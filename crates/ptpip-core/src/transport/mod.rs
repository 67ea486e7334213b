//! Transport layer module.

pub mod mock;
pub mod tcp;
pub mod traits;

pub use mock::{MockReply, MockTransport, RecordedRequest};
pub use tcp::TcpTransport;
pub use traits::{DisconnectReason, Transport, TransportError};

Work item
The records above need copying again. Keep each word as it is.

Solved exercise
filename crates/ptpip-core/src/transport/mod.rs
repository 67ea486e7334213b
//! Transport layer module.

pub mod mock;
pub mod tcp;
pub mod traits;

pub use mock::{MockReply, MockTransport, RecordedRequest};
pub use tcp::TcpTransport;
pub use traits::{DisconnectReason, Transport, TransportError};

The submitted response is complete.